Que des feux verts. Trajet record. 21 heures 40, je suis en place. Elle m'informe par SMS que "le train se gare". Je souris du jeu de mots. J'allume le plafonnier et je replonge dans le livre que je suis en train de chroniquer. Enfin une soirée où tout se passe bien.
Un flash : j'ai oublié d'éteindre le gaz. Non, je crois que j'ai oublié d'éteindre le gaz. Je suis devenue comme ce personnage, dans je sais plus quel roman, qui vérifie sans cesse ce qu'il vient de faire. Quelques minutes plus tard j'en ai la certitude : je n'ai pas éteint "puisque" je n'ai pas mis le couvercle.
A cette heure les dégâts doivent déjà être conséquents. Aucun voisin à prévenir, et je n'ai pas le téléphone du gardien. De toute façon il n'a pas le double de mes clés. Il n'hésiterait pas à faire défoncer la porte pour garantir la sécurité du bâtiment.
Et ma fille qui n'arrive pas. Me serais-je trompée de gare ?Echange de SMS. Moi : grouille j'ai oublié d'éteindre le gaz. Elle : keep cool
Encore 10 minutes se passent. J'ai refermé le livre. Je la guette. Je suis en mode stress maximum tout en restant calme "parce qu'il le faut bien".
Moi : kestuf ??????? (qu'est ce que tu fais ?). Elle : tkt jariv :-> (t’inquiète pas j'arrive, tu m'agaces).
La voilà qui avance sur le trottoir, le téléphone (avec son boss me dira-t-elle) plaqué sur l’oreille. Je démarre avant qu'elle ne boucle la ceinture.
Je ne raconte pas le trajet, par le périphérique alors que je préfère couper dans Paris. Mais ce serait soit disant plus rapide, sauf pour moi qui respecte le 70.
- Tu as 5 km/h de marge, vas-y et puis tu n'as pas oublié d'éteindre, tu es ridicule avec ta peur. Et si tu perds un point de permis c'est pas le bout du monde, non ?
Je serre les dents, comment faire autrement. Je sais que ce mode de cuisson exige qu'on rajoute de l'eau toutes les 7-8 minutes, sinon ça attache, puis ça brûle. J'imagine quand même le pire, les pompiers, l'explosion (si l'eau a débordé et éteint la flamme). C'est tout de même rageant. Avoir fait grand ménage et retrouver son intérieur carbonisé. Il n'y a rien de pire que la poussière noire. Une plaie.

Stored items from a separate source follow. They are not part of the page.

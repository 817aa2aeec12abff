#![forbid(unsafe_code)]
#![deny(unreachable_pub)]
#![deny(missing_docs)]

//! Dispatch engine and worker-fleet manager for `chunkforge` (chunk
//! distribution over a REQ/REP socket, scheduler-backed worker lifecycle).

/// Public API for the engine crate.
pub mod api;

mod aggregate;
mod codec;
mod coordinator;
mod dispatch;
mod fleet;
mod scheduler;
mod slurm;
mod ssh;

#[cfg(test)]
mod testutil;

pub use api::{
    cancel_user_jobs, decode, encode, expand_hosts, AggregationMode, CodecError, Coordinator,
    CoordinatorConfig, CoordinatorError, DispatchConfig, DispatchEngine, DispatchError,
    FleetConfig, FleetError, FleetManager, FleetStatus, LaunchPolicy, PayloadLink, QueueEntry,
    Resources, RunOutput, Scheduler, SchedulerError, SlurmScheduler, SshScheduler, SubmitParams,
    WorkerRecord, WorkerState,
};
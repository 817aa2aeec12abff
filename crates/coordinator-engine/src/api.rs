//! Public API types for the `chunkforge` engine crate.
//!
//! The error taxonomy lives here; the operational types are re-exported from
//! the implementation modules.

use thiserror::Error;

pub use crate::aggregate::{AggregationMode, RunOutput};
pub use crate::codec::{decode, encode, PayloadLink};
pub use crate::coordinator::{Coordinator, CoordinatorConfig};
pub use crate::dispatch::{DispatchConfig, DispatchEngine};
pub use crate::fleet::{
    FleetConfig, FleetManager, FleetStatus, LaunchPolicy, Resources, WorkerRecord, WorkerState,
};
pub use crate::scheduler::{cancel_user_jobs, QueueEntry, Scheduler, SubmitParams};
pub use crate::slurm::SlurmScheduler;
pub use crate::ssh::{expand_hosts, SshScheduler};

/// A payload failed to encode or decode.
#[derive(Debug, Error)]
pub enum CodecError {
    /// MessagePack serialization failed.
    #[error("payload encode failed: {0}")]
    Encode(#[from] rmp_serde::encode::Error),
    /// MessagePack deserialization failed.
    #[error("payload decode failed: {0}")]
    Decode(#[from] rmp_serde::decode::Error),
    /// The compressor or decompressor failed.
    #[error("payload compression failed: {0}")]
    Compress(#[from] std::io::Error),
}

/// A scheduler CLI invocation failed.
#[derive(Debug, Error)]
pub enum SchedulerError {
    /// The scheduler refused a submission.
    #[error("job submission failed: {0}")]
    Submission(String),
    /// The queue CLI produced no usable data.
    #[error("queue probe failed: {0}")]
    Probe(String),
    /// This scheduler variant has no status channel.
    #[error("status probing is not supported by this scheduler")]
    ProbeUnsupported,
    /// Spawning or talking to the CLI process failed.
    #[error(transparent)]
    Io(#[from] std::io::Error),
}

/// A fleet-level failure.
#[derive(Debug, Error)]
pub enum FleetError {
    /// The underlying scheduler adapter failed.
    #[error(transparent)]
    Scheduler(#[from] SchedulerError),
    /// A record with no submission id was probed while not awaiting
    /// submission. This indicates a bug, not a cluster condition.
    #[error("worker {0} has no submission id and is not awaiting submission")]
    Inconsistent(String),
    /// The fleet holds no records.
    #[error("fleet is empty; launch workers before probing them")]
    Empty,
}

/// A dispatch-loop failure.
#[derive(Debug, Error)]
pub enum DispatchError {
    /// A peer violated the request/reply protocol.
    #[error("protocol violation: {0}")]
    Protocol(String),
    /// A payload failed to encode or decode.
    #[error(transparent)]
    Codec(#[from] CodecError),
    /// The message socket failed.
    #[error("socket error: {0}")]
    Socket(#[from] zeromq::ZmqError),
}

/// A top-level coordinator failure.
#[derive(Debug, Error)]
pub enum CoordinatorError {
    /// Fleet launch, probe, or restart failed.
    #[error(transparent)]
    Fleet(#[from] FleetError),
    /// The dispatch loop failed.
    #[error(transparent)]
    Dispatch(#[from] DispatchError),
    /// `run` was called before `bind`.
    #[error("dispatch endpoint is not bound")]
    NotBound,
}
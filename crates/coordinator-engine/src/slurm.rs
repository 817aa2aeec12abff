//! SLURM adapter: `sbatch` / `squeue` / `scancel` behind the scheduler trait.

use std::path::PathBuf;

use tokio::process::Command;
use tracing::{debug, warn};

use chunkforge_core::timefmt;

use crate::api::SchedulerError;
use crate::fleet::WorkerState;
use crate::scheduler::{QueueEntry, Scheduler, SubmitParams};

const SUBMIT_CMD: &str = "sbatch";
const QUEUE_CMD: &str = "squeue";
const CANCEL_CMD: &str = "scancel";

/// Fixed column layout: id, partition, name, user, state, elapsed, nodes, host.
const QUEUE_FORMAT: &str = "%.18i %.9P %.17j %.10u %.2t %.10M %.6D %R";

/// Scheduler adapter for a SLURM cluster.
#[derive(Debug, Clone)]
pub struct SlurmScheduler {
    user: String,
    script_dir: PathBuf,
}

impl SlurmScheduler {
    /// Adapter submitting scripts from `script_dir` and querying jobs of `user`.
    pub fn new(script_dir: impl Into<PathBuf>, user: impl Into<String>) -> Self {
        Self {
            user: user.into(),
            script_dir: script_dir.into(),
        }
    }

    /// Adapter for the user owning this process (`$USER` / `$LOGNAME`).
    pub fn from_env(script_dir: impl Into<PathBuf>) -> Result<Self, SchedulerError> {
        let user = std::env::var("USER")
            .or_else(|_| std::env::var("LOGNAME"))
            .map_err(|_| SchedulerError::Probe("neither USER nor LOGNAME is set".to_string()))?;
        Ok(Self::new(script_dir, user))
    }

    /// The directory submission scripts are written to.
    pub fn script_dir(&self) -> &std::path::Path {
        &self.script_dir
    }
}

impl Scheduler for SlurmScheduler {
    fn render_script(&self, command: &str, local_id: &str, params: &SubmitParams) -> String {
        format!(
            "#! /bin/bash\n\
             #SBATCH --job-name {job_name}\n\
             #SBATCH --ntasks=1\n\
             #SBATCH --cpus-per-task={cores}\n\
             #SBATCH --mem={mem}gb\n\
             #SBATCH --partition={queue}\n\
             #SBATCH --time={time}\n\
             #SBATCH --output={out}\n\
             #SBATCH --error={err}\n\
             cd $SLURM_SUBMIT_DIR\n\
             echo $SLURMD_NODENAME > {local_id}-node.txt\n\
             {command}\n",
            job_name = params.job_name,
            cores = params.cores,
            mem = params.memory_gb,
            queue = params.queue,
            time = timefmt::format_minutes(params.wall_time_minutes),
            out = params.stdout_path.display(),
            err = params.stderr_path.display(),
        )
    }

    async fn submit(
        &self,
        script_body: &str,
        params: &SubmitParams,
    ) -> Result<String, SchedulerError> {
        let script_path = self.script_dir.join(format!("{}.sh", params.job_name));
        tokio::fs::write(&script_path, script_body).await?;

        let out = Command::new(SUBMIT_CMD).arg(&script_path).output().await?;
        if !out.status.success() {
            return Err(SchedulerError::Submission(format!(
                "{SUBMIT_CMD} exited with {}: {}",
                out.status,
                String::from_utf8_lossy(&out.stderr).trim()
            )));
        }

        let stdout = String::from_utf8_lossy(&out.stdout);
        let submission_id = parse_submission_id(&stdout)?;
        debug!(job = %params.job_name, id = %submission_id, "submitted");
        Ok(submission_id)
    }

    async fn query(&self) -> Result<Vec<QueueEntry>, SchedulerError> {
        let out = Command::new(QUEUE_CMD)
            .args(["-u", &self.user, "-o", QUEUE_FORMAT])
            .output()
            .await?;
        if !out.status.success() {
            return Err(SchedulerError::Probe(format!(
                "{QUEUE_CMD} exited with {}: {}",
                out.status,
                String::from_utf8_lossy(&out.stderr).trim()
            )));
        }
        parse_queue_output(&String::from_utf8_lossy(&out.stdout))
    }

    async fn cancel(&self, submission_id: &str) -> Result<(), SchedulerError> {
        let out = Command::new(CANCEL_CMD).arg(submission_id).output().await?;
        if !out.status.success() {
            // Already-gone jobs are expected during teardown.
            warn!(
                id = %submission_id,
                stderr = %String::from_utf8_lossy(&out.stderr).trim(),
                "cancel did not succeed"
            );
        }
        Ok(())
    }
}

/// Last whitespace-separated token of the submit CLI's stdout.
fn parse_submission_id(stdout: &str) -> Result<String, SchedulerError> {
    stdout
        .split_whitespace()
        .last()
        .map(str::to_string)
        .ok_or_else(|| SchedulerError::Submission(format!("{SUBMIT_CMD} produced no output")))
}

/// Parse the fixed-column queue listing, dropping header and trailer rows.
fn parse_queue_output(raw: &str) -> Result<Vec<QueueEntry>, SchedulerError> {
    let mut rows = Vec::new();
    for line in raw.lines().skip(1) {
        let cols: Vec<&str> = line.split_whitespace().collect();
        if cols.len() < 6 {
            continue;
        }
        let elapsed_minutes = timefmt::parse_minutes(cols[5])
            .map_err(|err| SchedulerError::Probe(err.to_string()))?;
        rows.push(QueueEntry {
            submission_id: cols[0].to_string(),
            job_name: cols[2].to_string(),
            state: normalize_state(cols[4]),
            elapsed_minutes,
        });
    }
    if rows.is_empty() {
        return Err(SchedulerError::Probe(
            "queue listing contained no data rows".to_string(),
        ));
    }
    Ok(rows)
}

fn normalize_state(code: &str) -> WorkerState {
    match code {
        "R" => WorkerState::Running,
        "PD" => WorkerState::Pending,
        "CG" => WorkerState::Completing,
        "TO" => WorkerState::Timeout,
        _ => WorkerState::Unknown,
    }
}
//! Scheduler wall-time formatting.
//!
//! Batch directives take `HH:MM:SS`; queue listings report elapsed time with
//! one, two, or three colon-separated components. Minutes are fractional in
//! both directions.

use thiserror::Error;

/// A wall-time string that could not be parsed.
#[derive(Debug, Error)]
#[error("invalid wall-time string: {0:?}")]
pub struct TimeParseError(pub String);

/// Format fractional minutes as `HH:MM:SS` for a scheduler directive.
///
/// Seconds are rounded to the nearest whole second.
pub fn format_minutes(minutes: f64) -> String {
    let total_secs = (minutes * 60.0).round().max(0.0) as u64;
    let hours = total_secs / 3600;
    let mins = (total_secs % 3600) / 60;
    let secs = total_secs % 60;
    format!("{hours:02}:{mins:02}:{secs:02}")
}

/// Parse a queue-reported elapsed time back into fractional minutes.
///
/// Accepts `SS`, `MM:SS`, and `HH:MM:SS` forms.
pub fn parse_minutes(text: &str) -> Result<f64, TimeParseError> {
    let parts: Vec<&str> = text.trim().split(':').collect();
    let (hours, mins, secs) = match parts.as_slice() {
        [s] => ("0", "0", *s),
        [m, s] => ("0", *m, *s),
        [h, m, s] => (*h, *m, *s),
        _ => return Err(TimeParseError(text.to_string())),
    };

    let field = |raw: &str| -> Result<f64, TimeParseError> {
        raw.parse::<f64>().map_err(|_| TimeParseError(text.to_string()))
    };

    Ok(field(hours)? * 60.0 + field(mins)? + field(secs)? / 60.0)
}
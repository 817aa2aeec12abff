#![forbid(unsafe_code)]

//! Shared leaf types for `chunkforge`: the keyed payload model carried on the
//! dispatch socket, the wire-protocol message vocabulary, and scheduler
//! wall-time formatting.

pub mod payload;
pub mod protocol;
pub mod timefmt;

pub use payload::{ArrayData, NdArray, Payload, PayloadExt, Value};
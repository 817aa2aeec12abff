use tokio::sync::mpsc;

/// Watch for Ctrl-C. The first signal asks the caller to abandon dispatch
/// and tear the fleet down; a second exits immediately.
pub fn spawn_ctrl_c_handler() -> mpsc::UnboundedReceiver<()> {
    let (tx, rx) = mpsc::unbounded_channel();
    tokio::spawn(async move {
        let mut hits = 0u8;
        loop {
            if tokio::signal::ctrl_c().await.is_err() {
                return;
            }
            hits += 1;
            if hits == 1 {
                eprintln!(
                    "Stop requested — tearing down workers (press CTRL+C again to exit immediately)."
                );
                let _ = tx.send(());
            } else {
                eprintln!("Stop requested again — exiting immediately.");
                std::process::exit(130);
            }
        }
    });
    rx
}
use chunkforge_core::payload::{NdArray, Payload, Value};

/// Synthetic benchmark stream: chunk `i` carries `scale = i + 1` and a
/// constant single-precision data array, generated lazily per request.
pub fn synthetic_chunks(n: usize, elems: usize) -> impl Iterator<Item = Payload> {
    (0..n).map(move |i| {
        let mut p = Payload::new();
        p.insert("dat".to_string(), NdArray::f32(vec![20.0; elems]).into());
        p.insert("scale".to_string(), Value::Int(i as i64 + 1));
        p.insert("ntry".to_string(), Value::Int(100_000));
        p.insert("nthrds".to_string(), Value::Int(40));
        p
    })
}
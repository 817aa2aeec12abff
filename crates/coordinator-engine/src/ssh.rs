//! Remote-shell adapter: workers started over plain ssh, no batch system.
//!
//! This variant has no status channel. `query` always fails with
//! `ProbeUnsupported`; callers assume a submission succeeded once the
//! startup grace period has passed, and teardown kills by process name.

use std::sync::atomic::{AtomicUsize, Ordering};
use std::time::Duration;

use tokio::process::Command;
use tracing::{debug, warn};

use crate::api::SchedulerError;
use crate::scheduler::{QueueEntry, Scheduler, SubmitParams};

/// Scheduler adapter spawning workers over a non-interactive remote shell.
#[derive(Debug)]
pub struct SshScheduler {
    hosts: Vec<String>,
    command: String,
    startup_grace: Duration,
    cursor: AtomicUsize,
}

impl SshScheduler {
    /// Seconds a freshly spawned worker is given to start.
    pub const DEFAULT_STARTUP_GRACE: Duration = Duration::from_secs(1);

    /// Adapter assigning submissions to `hosts` round-robin.
    ///
    /// `command` is the worker invocation; it is also the pattern teardown
    /// kills by, so it must match the running process.
    pub fn new(hosts: Vec<String>, command: impl Into<String>) -> Self {
        Self {
            hosts,
            command: command.into(),
            startup_grace: Self::DEFAULT_STARTUP_GRACE,
            cursor: AtomicUsize::new(0),
        }
    }

    /// Override the startup grace period.
    pub fn with_startup_grace(mut self, grace: Duration) -> Self {
        self.startup_grace = grace;
        self
    }

    fn next_host(&self) -> Result<&str, SchedulerError> {
        if self.hosts.is_empty() {
            return Err(SchedulerError::Submission("no ssh hosts configured".to_string()));
        }
        let idx = self.cursor.fetch_add(1, Ordering::Relaxed) % self.hosts.len();
        Ok(&self.hosts[idx])
    }
}

impl Scheduler for SshScheduler {
    fn render_script(&self, command: &str, _local_id: &str, _params: &SubmitParams) -> String {
        command.to_string()
    }

    async fn submit(
        &self,
        script_body: &str,
        params: &SubmitParams,
    ) -> Result<String, SchedulerError> {
        let host = self.next_host()?.to_string();
        let remote = format!("sh -c '{}'", script_body.trim());
        let out = Command::new("ssh")
            .args(["-n", "-f", &host, &remote])
            .output()
            .await?;
        if !out.status.success() {
            return Err(SchedulerError::Submission(format!(
                "ssh to {host} exited with {}: {}",
                out.status,
                String::from_utf8_lossy(&out.stderr).trim()
            )));
        }
        debug!(job = %params.job_name, %host, "worker spawned");

        // No status channel; give the worker time to come up instead.
        tokio::time::sleep(self.startup_grace).await;
        Ok(host)
    }

    async fn query(&self) -> Result<Vec<QueueEntry>, SchedulerError> {
        Err(SchedulerError::ProbeUnsupported)
    }

    async fn cancel(&self, submission_id: &str) -> Result<(), SchedulerError> {
        let kill = format!("sh -c 'pkill -f \"{}\"'", self.command);
        let out = Command::new("ssh")
            .args(["-n", "-f", submission_id, &kill])
            .output()
            .await?;
        if !out.status.success() {
            // pkill exits nonzero when nothing matched; the worker is gone.
            warn!(host = %submission_id, "remote kill matched no process");
        }
        Ok(())
    }
}

/// Expand a host list by a per-host worker multiplier.
///
/// `expand_hosts(&["a", "b"], &[2, 1])` yields `["a", "a", "b"]`. Counts
/// shorter than the host list default to one worker per remaining host.
pub fn expand_hosts(hosts: &[String], workers_per_host: &[usize]) -> Vec<String> {
    hosts
        .iter()
        .enumerate()
        .flat_map(|(i, host)| {
            let n = workers_per_host.get(i).copied().unwrap_or(1);
            std::iter::repeat_n(host.clone(), n)
        })
        .collect()
}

- Au fait tu as des détecteurs de fumée. Ils se déclencheront.- Certes, mais ils n'éteindront rien. Et je te rappelle qu'il n'y a pas de voisin, ni dessus, ni dessous en ce moment.- Appelle ta gentille voisine de palier!- Ça fait un an qu'elle a déménagé.- Alors arrête de stresser. Ça sert à rien.- Sauf si je trouve la bonne idée.- C'est idiot puisque tu n'as pas oublié d'éteindre. Tu vas voir comme tu seras ridicule !- Rien ne me ferait plus plaisir.- Mais accélère, tu te laisses griller une priorité !- Pas envie de perdre du temps à faire un constat.- T'es bête, l'assurance aurait tout pris en charge, te prêterait une voiture ... etc ... (je n'écoute plus son argumentation à la Perrette en craignant de faire déborder le pot au lait et me concentre. Je déteste rouler la nuit).- Ralentis ! Le feu va passer au rouge !- Faudrait savoir, je vais trop ou pas assez vite ?
Il est 23 heures 10. Le riz cuit théoriquement depuis 2 heures 18. Nous voilà dans ma rue. Déserte. Je me gare sans être rassurée. Je renifle en sortant du véhicule (ma fille rigole). Rien. Je continue dans l'escalier. Toujours rien de suspect. Ma fille sur mes talons se moque de plus en plus ouvertement.
La porte de l'appartement est intacte. Aucune odeur inquiétante dans le couloir. J'ouvre la porte de la cuisine. La grande poêle n'a pas bougé. Il n’y a pas de couvercle. Le dessus du riz est d'une blancheur rassurante quoique l’eau soit évaporée depuis belle lurette.
- Tu vois bien que tu avais tort de "nous" inquiéter !
Je pointe du doigt la flamme bleue qui continue de danser sous l'ustensile.- Ah oui ? J’avais éteint ?- Euh ... mais c'est très résistant tu sais maintenant les poêles anti-adhésives. Et le riz basmati aussi !
C'est génial, poursuit-elle avec enthousiasme et un esprit positif inaltérable, on va se régaler avec une galette ! On démoule. Je suis tout de même assez circonspecte sur l'allure de la croute tout en reconnaissant que le "dessus" peut-être ... J'y prélève une cuillerée à café que je goûte et recrache aussitôt. On dirait du riz abandonné huit jours dans une fumerie de poissons au bois de hêtre.
Cette poêle que j'adorais m'a sans doute sauvée d'un grand péril grâce à sa résistance mais je n'oserai plus m'en servir.
C'est fait. Je peux cocher la case : J'ai quitté l'appartement en ayant oublié d'éteindre le gaz.